A responsabilidade do decreto, ainda que aparentemente só acto do poder executivo, recahe mais uma vez sobre o Rei, a quem todos hão de pedir a responsabilidade da sua assignatura». (Correio da Noite, 15 de Maio de 1907).


E a 24 de Maio vociferava: «A monarchia precisa dos monarchicos... a monarchia precisa dos monarchicos, mais do que estes precisam da monarchia». Todos os dias novos boatos, todos os dias nova causa de excitação. Barafunda, prisões, protestos. N'uma reunião celebre, por um triz que os regeneradores não passam em massa para o campo republicano. E o Correio da Noite, no acesso do delirio, apelava já para a linguagem biblica: «O que tem ouvidos para ouvir ouça; o que tem olhos para ver veja...»

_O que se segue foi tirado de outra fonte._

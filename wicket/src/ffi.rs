//! Host functions registered for app modules
//!
//! All imports live under the `env` namespace. Draw and audio calls are
//! recorded into [`BridgeContext`] and executed after the module call
//! returns; byte ranges are copied out of linear memory during the call.
//! A bad pointer or length from the module is logged and the call dropped.
//! It never corrupts host state.

use tracing::warn;
use wasmtime::{Caller, Linker};

use wicket_shared::MAX_COOKIE_SIZE;
use wicket_shared::abi::{IMPORT_MODULE, imports};

use crate::wasm::{AudioCommand, BridgeContext, DrawCommand, read_bytes_from_memory,
    write_bytes_to_memory};

/// Register every host function on the linker.
pub fn register_host_functions(linker: &mut Linker<BridgeContext>) -> anyhow::Result<()> {
    let env = IMPORT_MODULE;

    // Draw command recording
    linker.func_wrap(env, imports::SET_SCISSOR, set_scissor)?;
    linker.func_wrap(env, imports::CLEAR, clear)?;
    linker.func_wrap(env, imports::DRAW_SPRITES, draw_sprites)?;
    linker.func_wrap(env, imports::SET_TILED_SURFACE_DIMS, set_tiled_surface_dims)?;
    linker.func_wrap(env, imports::DRAW_TILES_TO_SURFACE, draw_tiles_to_surface)?;
    linker.func_wrap(env, imports::COMPOSITE_TILES, composite_tiles)?;

    // Audio command recording
    linker.func_wrap(env, imports::LOOP_MUSIC, loop_music)?;
    linker.func_wrap(env, imports::PLAY_MUSIC_ONCE, play_music_once)?;
    linker.func_wrap(env, imports::STOP_MUSIC, stop_music)?;
    linker.func_wrap(env, imports::PLAY_SOUND, play_sound)?;

    // Atlas layout access
    linker.func_wrap(env, imports::SPRITE_ATLAS_BYTE_SIZE, sprite_atlas_byte_size)?;
    linker.func_wrap(env, imports::FILL_SPRITE_ATLAS, fill_sprite_atlas)?;
    linker.func_wrap(env, imports::TILED_ATLAS_BYTE_SIZE, tiled_atlas_byte_size)?;
    linker.func_wrap(env, imports::FILL_TILED_ATLAS, fill_tiled_atlas)?;

    // Exclusive display
    linker.func_wrap(env, imports::REQUEST_EXCLUSIVE_DISPLAY, request_exclusive_display)?;
    linker.func_wrap(env, imports::CANCEL_EXCLUSIVE_DISPLAY, cancel_exclusive_display)?;
    linker.func_wrap(env, imports::IS_EXCLUSIVE_DISPLAY, is_exclusive_display)?;

    // Cookie persistence
    linker.func_wrap(env, imports::WRITE_COOKIE, write_cookie)?;

    // Math shims
    linker.func_wrap(env, imports::MATH_ATAN2, |y: f64, x: f64| y.atan2(x))?;
    linker.func_wrap(env, imports::COS, |x: f64| x.cos())?;
    linker.func_wrap(env, imports::SIN, |x: f64| x.sin())?;
    linker.func_wrap(env, imports::EXP, |x: f64| x.exp())?;
    linker.func_wrap(env, imports::FMOD, |a: f64, b: f64| a % b)?;
    // Half-up rounding: round(-0.5) is 0, not -1.
    linker.func_wrap(env, imports::ROUND, |x: f64| (x + 0.5).floor())?;

    Ok(())
}

/// Copy a module-owned byte range, or log and return `None` on a bad range.
fn copy_range(caller: &mut Caller<'_, BridgeContext>, what: &str, len: u32, ptr: u32) -> Option<Vec<u8>> {
    let memory = caller.data().memory?;
    match read_bytes_from_memory(memory, &mut *caller, ptr, len) {
        Ok(bytes) => Some(bytes),
        Err(e) => {
            warn!(what, error = %e, "dropping call with bad memory range");
            None
        }
    }
}

fn set_scissor(mut caller: Caller<'_, BridgeContext>, x: i32, y: i32, w: i32, h: i32) {
    caller
        .data_mut()
        .draw_commands
        .push(DrawCommand::SetScissor { x, y, w, h });
}

fn clear(mut caller: Caller<'_, BridgeContext>, r: f32, g: f32, b: f32) {
    caller.data_mut().draw_commands.push(DrawCommand::Clear { r, g, b });
}

fn draw_sprites(mut caller: Caller<'_, BridgeContext>, len: u32, ptr: u32) {
    if let Some(bytes) = copy_range(&mut caller, "draw_sprites", len, ptr) {
        caller.data_mut().draw_commands.push(DrawCommand::DrawSprites(bytes));
    }
}

fn set_tiled_surface_dims(mut caller: Caller<'_, BridgeContext>, w: i32, h: i32) {
    caller
        .data_mut()
        .draw_commands
        .push(DrawCommand::SetTiledSurfaceDims { w, h });
}

fn draw_tiles_to_surface(mut caller: Caller<'_, BridgeContext>, len: u32, ptr: u32) {
    if let Some(bytes) = copy_range(&mut caller, "draw_tiles_to_surface", len, ptr) {
        caller
            .data_mut()
            .draw_commands
            .push(DrawCommand::DrawTilesToSurface(bytes));
    }
}

fn composite_tiles(mut caller: Caller<'_, BridgeContext>, len: u32, ptr: u32) {
    if let Some(bytes) = copy_range(&mut caller, "composite_tiles", len, ptr) {
        caller
            .data_mut()
            .draw_commands
            .push(DrawCommand::CompositeTiles(bytes));
    }
}

fn loop_music(mut caller: Caller<'_, BridgeContext>, id: u32) {
    caller.data_mut().audio_commands.push(AudioCommand::LoopMusic(id));
}

fn play_music_once(mut caller: Caller<'_, BridgeContext>, id: u32) {
    caller.data_mut().audio_commands.push(AudioCommand::PlayMusicOnce(id));
}

fn stop_music(mut caller: Caller<'_, BridgeContext>) {
    caller.data_mut().audio_commands.push(AudioCommand::StopMusic);
}

fn play_sound(mut caller: Caller<'_, BridgeContext>, id: u32) {
    caller.data_mut().audio_commands.push(AudioCommand::PlaySound(id));
}

fn sprite_atlas_byte_size(caller: Caller<'_, BridgeContext>) -> i32 {
    caller.data().sprite_atlas.len() as i32
}

fn tiled_atlas_byte_size(caller: Caller<'_, BridgeContext>) -> i32 {
    caller.data().tiled_atlas.len() as i32
}

fn fill_sprite_atlas(mut caller: Caller<'_, BridgeContext>, ptr: u32) {
    fill_atlas(&mut caller, "fill_sprite_atlas", ptr, |ctx| &ctx.sprite_atlas);
}

fn fill_tiled_atlas(mut caller: Caller<'_, BridgeContext>, ptr: u32) {
    fill_atlas(&mut caller, "fill_tiled_atlas", ptr, |ctx| &ctx.tiled_atlas);
}

/// Copy an atlas layout blob into the buffer the module sized via
/// `*_atlas_byte_size`. The blob is opaque to the bridge.
fn fill_atlas(
    caller: &mut Caller<'_, BridgeContext>,
    what: &str,
    ptr: u32,
    atlas: impl Fn(&BridgeContext) -> &Vec<u8>,
) {
    let Some(memory) = caller.data().memory else {
        return;
    };
    let blob = atlas(caller.data()).clone();
    if let Err(e) = write_bytes_to_memory(memory, &mut *caller, ptr, &blob) {
        warn!(what, error = %e, "atlas destination out of bounds");
    }
}

fn request_exclusive_display(mut caller: Caller<'_, BridgeContext>) {
    caller.data_mut().exclusive_change = Some(true);
}

fn cancel_exclusive_display(mut caller: Caller<'_, BridgeContext>) {
    caller.data_mut().exclusive_change = Some(false);
}

fn is_exclusive_display(caller: Caller<'_, BridgeContext>) -> i32 {
    caller.data().exclusive_display as i32
}

fn write_cookie(mut caller: Caller<'_, BridgeContext>, len: u32, ptr: u32) {
    if len as usize > MAX_COOKIE_SIZE {
        warn!(len, cap = MAX_COOKIE_SIZE, "oversize cookie write rejected");
        return;
    }
    if let Some(bytes) = copy_range(&mut caller, "write_cookie", len, ptr) {
        caller.data_mut().cookie_write = Some(bytes);
    }
}

#[cfg(test)]
mod tests {
    use super::*;
    use crate::wasm::BridgeEngine;
    use wasmtime::Store;

    /// Module importing the host surface and invoking it from `poke`.
    const CALLER_WAT: &str = r#"
        (module
            (import "env" "set_scissor" (func $set_scissor (param i32 i32 i32 i32)))
            (import "env" "clear" (func $clear (param f32 f32 f32)))
            (import "env" "draw_sprites" (func $draw_sprites (param i32 i32)))
            (import "env" "loop_music" (func $loop_music (param i32)))
            (import "env" "play_sound" (func $play_sound (param i32)))
            (import "env" "sprite_atlas_byte_size" (func $sprite_atlas_byte_size (result i32)))
            (import "env" "fill_sprite_atlas" (func $fill_sprite_atlas (param i32)))
            (import "env" "is_exclusive_display" (func $is_excl (result i32)))
            (import "env" "request_exclusive_display" (func $req_excl))
            (import "env" "write_cookie" (func $write_cookie (param i32 i32)))
            (import "env" "round" (func $round (param f64) (result f64)))
            (memory (export "memory") 1)
            (data (i32.const 64) "\01\02\03\04\05\06\07\08")
            (func (export "poke")
                (call $set_scissor (i32.const 1) (i32.const 2) (i32.const 3) (i32.const 4))
                (call $clear (f32.const 0.25) (f32.const 0.5) (f32.const 0.75))
                (call $draw_sprites (i32.const 8) (i32.const 64))
                (call $loop_music (i32.const 1))
                (call $play_sound (i32.const 0))
                (call $req_excl)
                (call $write_cookie (i32.const 4) (i32.const 64))
            )
            (func (export "bad_draw")
                (call $draw_sprites (i32.const 100) (i32.const 65535))
            )
            (func (export "atlas_size") (result i32)
                (call $sprite_atlas_byte_size))
            (func (export "pull_atlas")
                (call $fill_sprite_atlas (i32.const 128)))
            (func (export "excl") (result i32)
                (call $is_excl))
            (func (export "round_at") (param f64) (result f64)
                (call $round (local.get 0)))
        )
    "#;

    struct Fixture {
        store: Store<BridgeContext>,
        instance: wasmtime::Instance,
    }

    fn fixture(ctx: BridgeContext) -> Fixture {
        let engine = BridgeEngine::new().unwrap();
        let wasm = wat::parse_str(CALLER_WAT).unwrap();
        let module = engine.load_module(&wasm).unwrap();
        let mut linker = Linker::new(engine.engine());
        register_host_functions(&mut linker).unwrap();
        let mut store = Store::new(engine.engine(), ctx);
        let instance = linker.instantiate(&mut store, &module).unwrap();
        let memory = instance.get_memory(&mut store, "memory").unwrap();
        store.data_mut().memory = Some(memory);
        Fixture { store, instance }
    }

    fn call(fx: &mut Fixture, name: &str) {
        let func = fx
            .instance
            .get_typed_func::<(), ()>(&mut fx.store, name)
            .unwrap();
        func.call(&mut fx.store, ()).unwrap();
    }

    #[test]
    fn calls_record_commands_in_order() {
        let mut fx = fixture(BridgeContext::default());
        call(&mut fx, "poke");

        let ctx = fx.store.data();
        assert_eq!(
            ctx.draw_commands,
            vec![
                DrawCommand::SetScissor { x: 1, y: 2, w: 3, h: 4 },
                DrawCommand::Clear { r: 0.25, g: 0.5, b: 0.75 },
                DrawCommand::DrawSprites(vec![1, 2, 3, 4, 5, 6, 7, 8]),
            ]
        );
        assert_eq!(
            ctx.audio_commands,
            vec![AudioCommand::LoopMusic(1), AudioCommand::PlaySound(0)]
        );
        assert_eq!(ctx.exclusive_change, Some(true));
        assert_eq!(ctx.cookie_write.as_deref(), Some(&[1u8, 2, 3, 4][..]));
    }

    #[test]
    fn bad_range_drops_the_call() {
        let mut fx = fixture(BridgeContext::default());
        call(&mut fx, "bad_draw");
        assert!(fx.store.data().draw_commands.is_empty());
    }

    #[test]
    fn atlas_byte_size_and_fill_serve_the_layout_blob() {
        // The layout blob is opaque binary; the module gets its exact
        // length and its exact bytes.
        let blob: Vec<u8> = (0..37).collect();
        let mut fx = fixture(BridgeContext::new(blob.clone(), Vec::new()));

        let size = fx
            .instance
            .get_typed_func::<(), i32>(&mut fx.store, "atlas_size")
            .unwrap()
            .call(&mut fx.store, ())
            .unwrap();
        assert_eq!(size, blob.len() as i32);

        call(&mut fx, "pull_atlas");
        let memory = fx.store.data().memory.unwrap();
        let bytes = read_bytes_from_memory(memory, &fx.store, 128, blob.len() as u32).unwrap();
        assert_eq!(bytes, blob);
    }

    #[test]
    fn exclusive_display_reflects_host_state() {
        let mut fx = fixture(BridgeContext::default());
        let excl = fx
            .instance
            .get_typed_func::<(), i32>(&mut fx.store, "excl")
            .unwrap();
        assert_eq!(excl.call(&mut fx.store, ()).unwrap(), 0);
        fx.store.data_mut().exclusive_display = true;
        assert_eq!(excl.call(&mut fx.store, ()).unwrap(), 1);
    }

    #[test]
    fn round_is_half_up() {
        let mut fx = fixture(BridgeContext::default());
        let round = fx
            .instance
            .get_typed_func::<f64, f64>(&mut fx.store, "round_at")
            .unwrap();
        assert_eq!(round.call(&mut fx.store, 2.5).unwrap(), 3.0);
        assert_eq!(round.call(&mut fx.store, -0.5).unwrap(), 0.0);
        assert_eq!(round.call(&mut fx.store, -1.5).unwrap(), -1.0);
    }
}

«Do alto deve descer o exemplo, e quando as acções dos que governam são de preversão e de crime, de corrupção e de suborno, de desbarato dos dinheiros publicos e de abuso do poder, os actos dos governados não podem ser de veneração e de paz, de obediencia e de acatamento.


Com torrentes de sangue se conquistou a alforria do povo, com oceanos de lagrimas se lavou a mancha do absolutismo». (Correio da Noite, 1 de Junho de 1907).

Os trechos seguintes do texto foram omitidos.